[Input records]
^^^^^^^^
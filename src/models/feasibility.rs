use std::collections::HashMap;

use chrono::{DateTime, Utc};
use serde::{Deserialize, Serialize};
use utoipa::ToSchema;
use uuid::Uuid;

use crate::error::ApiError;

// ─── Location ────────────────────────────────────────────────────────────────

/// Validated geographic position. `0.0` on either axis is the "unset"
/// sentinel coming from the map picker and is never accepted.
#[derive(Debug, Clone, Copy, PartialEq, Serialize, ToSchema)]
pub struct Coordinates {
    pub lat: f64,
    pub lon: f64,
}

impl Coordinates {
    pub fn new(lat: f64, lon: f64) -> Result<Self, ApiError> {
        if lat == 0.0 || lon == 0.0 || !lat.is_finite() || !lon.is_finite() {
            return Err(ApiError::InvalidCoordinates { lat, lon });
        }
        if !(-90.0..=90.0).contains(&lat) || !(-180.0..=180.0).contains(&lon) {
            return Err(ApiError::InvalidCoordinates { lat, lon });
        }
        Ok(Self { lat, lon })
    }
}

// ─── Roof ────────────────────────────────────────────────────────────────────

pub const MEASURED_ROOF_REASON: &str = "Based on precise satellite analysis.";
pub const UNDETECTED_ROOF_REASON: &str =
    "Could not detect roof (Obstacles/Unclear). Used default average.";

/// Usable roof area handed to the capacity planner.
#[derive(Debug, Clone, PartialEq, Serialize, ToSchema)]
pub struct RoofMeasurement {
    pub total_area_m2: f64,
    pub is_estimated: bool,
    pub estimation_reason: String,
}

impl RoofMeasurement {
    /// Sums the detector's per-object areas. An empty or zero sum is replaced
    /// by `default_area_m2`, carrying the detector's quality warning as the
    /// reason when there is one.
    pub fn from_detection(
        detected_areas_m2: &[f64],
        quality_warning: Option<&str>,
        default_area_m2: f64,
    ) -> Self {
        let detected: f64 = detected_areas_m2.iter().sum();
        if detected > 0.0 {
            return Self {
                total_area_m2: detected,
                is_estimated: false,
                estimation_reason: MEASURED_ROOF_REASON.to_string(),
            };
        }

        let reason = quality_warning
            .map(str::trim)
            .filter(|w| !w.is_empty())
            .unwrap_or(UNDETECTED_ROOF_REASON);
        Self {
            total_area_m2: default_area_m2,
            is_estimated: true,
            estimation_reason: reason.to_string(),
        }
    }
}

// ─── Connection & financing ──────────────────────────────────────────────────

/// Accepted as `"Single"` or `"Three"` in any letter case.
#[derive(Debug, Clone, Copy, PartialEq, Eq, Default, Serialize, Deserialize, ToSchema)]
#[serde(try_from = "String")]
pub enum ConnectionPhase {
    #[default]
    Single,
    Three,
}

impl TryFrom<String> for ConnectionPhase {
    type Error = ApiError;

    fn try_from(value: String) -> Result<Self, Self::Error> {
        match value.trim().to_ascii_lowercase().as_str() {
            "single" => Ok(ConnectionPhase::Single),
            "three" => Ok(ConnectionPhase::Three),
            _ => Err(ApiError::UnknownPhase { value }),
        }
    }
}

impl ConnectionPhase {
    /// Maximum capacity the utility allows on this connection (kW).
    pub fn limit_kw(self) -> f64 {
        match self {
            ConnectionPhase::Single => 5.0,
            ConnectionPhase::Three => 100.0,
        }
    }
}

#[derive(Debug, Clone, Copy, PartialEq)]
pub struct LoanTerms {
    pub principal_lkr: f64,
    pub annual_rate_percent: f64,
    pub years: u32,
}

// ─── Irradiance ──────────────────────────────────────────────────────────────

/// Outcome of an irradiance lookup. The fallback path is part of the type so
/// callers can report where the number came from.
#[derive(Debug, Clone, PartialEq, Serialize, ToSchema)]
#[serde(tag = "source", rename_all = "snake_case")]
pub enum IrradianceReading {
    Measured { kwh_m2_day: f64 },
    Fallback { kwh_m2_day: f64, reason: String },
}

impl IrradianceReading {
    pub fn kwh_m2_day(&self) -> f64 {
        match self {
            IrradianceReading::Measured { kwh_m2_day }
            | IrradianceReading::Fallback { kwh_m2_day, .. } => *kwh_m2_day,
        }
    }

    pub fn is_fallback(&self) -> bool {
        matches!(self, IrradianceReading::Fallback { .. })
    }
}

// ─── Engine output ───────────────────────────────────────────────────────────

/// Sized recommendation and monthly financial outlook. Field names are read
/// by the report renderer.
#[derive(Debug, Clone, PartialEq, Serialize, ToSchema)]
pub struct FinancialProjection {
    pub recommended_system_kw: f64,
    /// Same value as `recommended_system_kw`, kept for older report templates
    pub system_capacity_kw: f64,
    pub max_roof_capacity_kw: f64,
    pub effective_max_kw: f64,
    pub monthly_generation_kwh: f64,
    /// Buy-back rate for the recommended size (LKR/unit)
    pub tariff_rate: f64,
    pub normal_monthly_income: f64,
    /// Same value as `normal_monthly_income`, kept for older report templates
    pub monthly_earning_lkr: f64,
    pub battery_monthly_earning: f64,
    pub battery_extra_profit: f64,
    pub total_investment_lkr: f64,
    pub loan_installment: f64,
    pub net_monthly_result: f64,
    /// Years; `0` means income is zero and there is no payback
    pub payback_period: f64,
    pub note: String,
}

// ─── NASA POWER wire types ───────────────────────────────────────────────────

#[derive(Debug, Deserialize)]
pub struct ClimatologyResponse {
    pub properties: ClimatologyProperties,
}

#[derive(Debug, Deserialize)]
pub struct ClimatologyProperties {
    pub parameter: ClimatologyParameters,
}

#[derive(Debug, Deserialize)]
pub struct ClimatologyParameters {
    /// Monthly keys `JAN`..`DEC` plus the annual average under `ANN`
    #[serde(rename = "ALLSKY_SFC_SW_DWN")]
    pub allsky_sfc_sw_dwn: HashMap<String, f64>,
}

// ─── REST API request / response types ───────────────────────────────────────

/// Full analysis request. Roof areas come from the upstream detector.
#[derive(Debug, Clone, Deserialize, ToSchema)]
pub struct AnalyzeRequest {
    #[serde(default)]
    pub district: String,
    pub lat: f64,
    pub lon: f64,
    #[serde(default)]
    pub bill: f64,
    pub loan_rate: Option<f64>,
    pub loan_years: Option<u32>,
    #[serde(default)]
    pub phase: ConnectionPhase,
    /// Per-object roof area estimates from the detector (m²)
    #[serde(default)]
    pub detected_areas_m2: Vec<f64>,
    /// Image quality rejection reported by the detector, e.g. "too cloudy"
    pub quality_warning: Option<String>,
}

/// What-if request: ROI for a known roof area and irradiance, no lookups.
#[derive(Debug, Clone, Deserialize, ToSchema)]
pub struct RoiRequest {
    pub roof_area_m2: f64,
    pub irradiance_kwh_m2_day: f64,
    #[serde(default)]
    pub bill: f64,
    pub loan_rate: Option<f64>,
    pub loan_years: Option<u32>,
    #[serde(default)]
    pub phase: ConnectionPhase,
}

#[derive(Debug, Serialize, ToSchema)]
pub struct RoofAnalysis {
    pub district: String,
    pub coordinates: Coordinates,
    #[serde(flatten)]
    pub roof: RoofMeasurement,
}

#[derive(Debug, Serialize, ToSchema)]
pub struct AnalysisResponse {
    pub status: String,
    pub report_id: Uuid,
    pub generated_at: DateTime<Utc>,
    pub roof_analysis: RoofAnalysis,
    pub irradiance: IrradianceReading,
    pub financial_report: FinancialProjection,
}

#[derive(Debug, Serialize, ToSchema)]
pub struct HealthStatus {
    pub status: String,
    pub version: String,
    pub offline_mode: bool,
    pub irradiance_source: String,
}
^^^^^^^^
[Exercise requirements] Each record above needs to be given again exactly as written.

[Task solution]
filename src/models/feasibility.rs
use std::collections::HashMap;

use chrono::{DateTime, Utc};
use serde::{Deserialize, Serialize};
use utoipa::ToSchema;
use uuid::Uuid;

use crate::error::ApiError;

// ─── Location ────────────────────────────────────────────────────────────────

/// Validated geographic position. `0.0` on either axis is the "unset"
/// sentinel coming from the map picker and is never accepted.
#[derive(Debug, Clone, Copy, PartialEq, Serialize, ToSchema)]
pub struct Coordinates {
    pub lat: f64,
    pub lon: f64,
}

impl Coordinates {
    pub fn new(lat: f64, lon: f64) -> Result<Self, ApiError> {
        if lat == 0.0 || lon == 0.0 || !lat.is_finite() || !lon.is_finite() {
            return Err(ApiError::InvalidCoordinates { lat, lon });
        }
        if !(-90.0..=90.0).contains(&lat) || !(-180.0..=180.0).contains(&lon) {
            return Err(ApiError::InvalidCoordinates { lat, lon });
        }
        Ok(Self { lat, lon })
    }
}

// ─── Roof ────────────────────────────────────────────────────────────────────

pub const MEASURED_ROOF_REASON: &str = "Based on precise satellite analysis.";
pub const UNDETECTED_ROOF_REASON: &str =
    "Could not detect roof (Obstacles/Unclear). Used default average.";

/// Usable roof area handed to the capacity planner.
#[derive(Debug, Clone, PartialEq, Serialize, ToSchema)]
pub struct RoofMeasurement {
    pub total_area_m2: f64,
    pub is_estimated: bool,
    pub estimation_reason: String,
}

impl RoofMeasurement {
    /// Sums the detector's per-object areas. An empty or zero sum is replaced
    /// by `default_area_m2`, carrying the detector's quality warning as the
    /// reason when there is one.
    pub fn from_detection(
        detected_areas_m2: &[f64],
        quality_warning: Option<&str>,
        default_area_m2: f64,
    ) -> Self {
        let detected: f64 = detected_areas_m2.iter().sum();
        if detected > 0.0 {
            return Self {
                total_area_m2: detected,
                is_estimated: false,
                estimation_reason: MEASURED_ROOF_REASON.to_string(),
            };
        }

        let reason = quality_warning
            .map(str::trim)
            .filter(|w| !w.is_empty())
            .unwrap_or(UNDETECTED_ROOF_REASON);
        Self {
            total_area_m2: default_area_m2,
            is_estimated: true,
            estimation_reason: reason.to_string(),
        }
    }
}

// ─── Connection & financing ──────────────────────────────────────────────────

/// Accepted as `"Single"` or `"Three"` in any letter case.
#[derive(Debug, Clone, Copy, PartialEq, Eq, Default, Serialize, Deserialize, ToSchema)]
#[serde(try_from = "String")]
pub enum ConnectionPhase {
    #[default]
    Single,
    Three,
}

impl TryFrom<String> for ConnectionPhase {
    type Error = ApiError;

    fn try_from(value: String) -> Result<Self, Self::Error> {
        match value.trim().to_ascii_lowercase().as_str() {
            "single" => Ok(ConnectionPhase::Single),
            "three" => Ok(ConnectionPhase::Three),
            _ => Err(ApiError::UnknownPhase { value }),
        }
    }
}

impl ConnectionPhase {
    /// Maximum capacity the utility allows on this connection (kW).
    pub fn limit_kw(self) -> f64 {
        match self {
            ConnectionPhase::Single => 5.0,
            ConnectionPhase::Three => 100.0,
        }
    }
}

#[derive(Debug, Clone, Copy, PartialEq)]
pub struct LoanTerms {
    pub principal_lkr: f64,
    pub annual_rate_percent: f64,
    pub years: u32,
}

// ─── Irradiance ──────────────────────────────────────────────────────────────

/// Outcome of an irradiance lookup. The fallback path is part of the type so
/// callers can report where the number came from.
#[derive(Debug, Clone, PartialEq, Serialize, ToSchema)]
#[serde(tag = "source", rename_all = "snake_case")]
pub enum IrradianceReading {
    Measured { kwh_m2_day: f64 },
    Fallback { kwh_m2_day: f64, reason: String },
}

impl IrradianceReading {
    pub fn kwh_m2_day(&self) -> f64 {
        match self {
            IrradianceReading::Measured { kwh_m2_day }
            | IrradianceReading::Fallback { kwh_m2_day, .. } => *kwh_m2_day,
        }
    }

    pub fn is_fallback(&self) -> bool {
        matches!(self, IrradianceReading::Fallback { .. })
    }
}

// ─── Engine output ───────────────────────────────────────────────────────────

/// Sized recommendation and monthly financial outlook. Field names are read
/// by the report renderer.
#[derive(Debug, Clone, PartialEq, Serialize, ToSchema)]
pub struct FinancialProjection {
    pub recommended_system_kw: f64,
    /// Same value as `recommended_system_kw`, kept for older report templates
    pub system_capacity_kw: f64,
    pub max_roof_capacity_kw: f64,
    pub effective_max_kw: f64,
    pub monthly_generation_kwh: f64,
    /// Buy-back rate for the recommended size (LKR/unit)
    pub tariff_rate: f64,
    pub normal_monthly_income: f64,
    /// Same value as `normal_monthly_income`, kept for older report templates
    pub monthly_earning_lkr: f64,
    pub battery_monthly_earning: f64,
    pub battery_extra_profit: f64,
    pub total_investment_lkr: f64,
    pub loan_installment: f64,
    pub net_monthly_result: f64,
    /// Years; `0` means income is zero and there is no payback
    pub payback_period: f64,
    pub note: String,
}

// ─── NASA POWER wire types ───────────────────────────────────────────────────

#[derive(Debug, Deserialize)]
pub struct ClimatologyResponse {
    pub properties: ClimatologyProperties,
}

#[derive(Debug, Deserialize)]
pub struct ClimatologyProperties {
    pub parameter: ClimatologyParameters,
}

#[derive(Debug, Deserialize)]
pub struct ClimatologyParameters {
    /// Monthly keys `JAN`..`DEC` plus the annual average under `ANN`
    #[serde(rename = "ALLSKY_SFC_SW_DWN")]
    pub allsky_sfc_sw_dwn: HashMap<String, f64>,
}

// ─── REST API request / response types ───────────────────────────────────────

/// Full analysis request. Roof areas come from the upstream detector.
#[derive(Debug, Clone, Deserialize, ToSchema)]
pub struct AnalyzeRequest {
    #[serde(default)]
    pub district: String,
    pub lat: f64,
    pub lon: f64,
    #[serde(default)]
    pub bill: f64,
    pub loan_rate: Option<f64>,
    pub loan_years: Option<u32>,
    #[serde(default)]
    pub phase: ConnectionPhase,
    /// Per-object roof area estimates from the detector (m²)
    #[serde(default)]
    pub detected_areas_m2: Vec<f64>,
    /// Image quality rejection reported by the detector, e.g. "too cloudy"
    pub quality_warning: Option<String>,
}

/// What-if request: ROI for a known roof area and irradiance, no lookups.
#[derive(Debug, Clone, Deserialize, ToSchema)]
pub struct RoiRequest {
    pub roof_area_m2: f64,
    pub irradiance_kwh_m2_day: f64,
    #[serde(default)]
    pub bill: f64,
    pub loan_rate: Option<f64>,
    pub loan_years: Option<u32>,
    #[serde(default)]
    pub phase: ConnectionPhase,
}

#[derive(Debug, Serialize, ToSchema)]
pub struct RoofAnalysis {
    pub district: String,
    pub coordinates: Coordinates,
    #[serde(flatten)]
    pub roof: RoofMeasurement,
}

#[derive(Debug, Serialize, ToSchema)]
pub struct AnalysisResponse {
    pub status: String,
    pub report_id: Uuid,
    pub generated_at: DateTime<Utc>,
    pub roof_analysis: RoofAnalysis,
    pub irradiance: IrradianceReading,
    pub financial_report: FinancialProjection,
}

#[derive(Debug, Serialize, ToSchema)]
pub struct HealthStatus {
    pub status: String,
    pub version: String,
    pub offline_mode: bool,
    pub irradiance_source: String,
}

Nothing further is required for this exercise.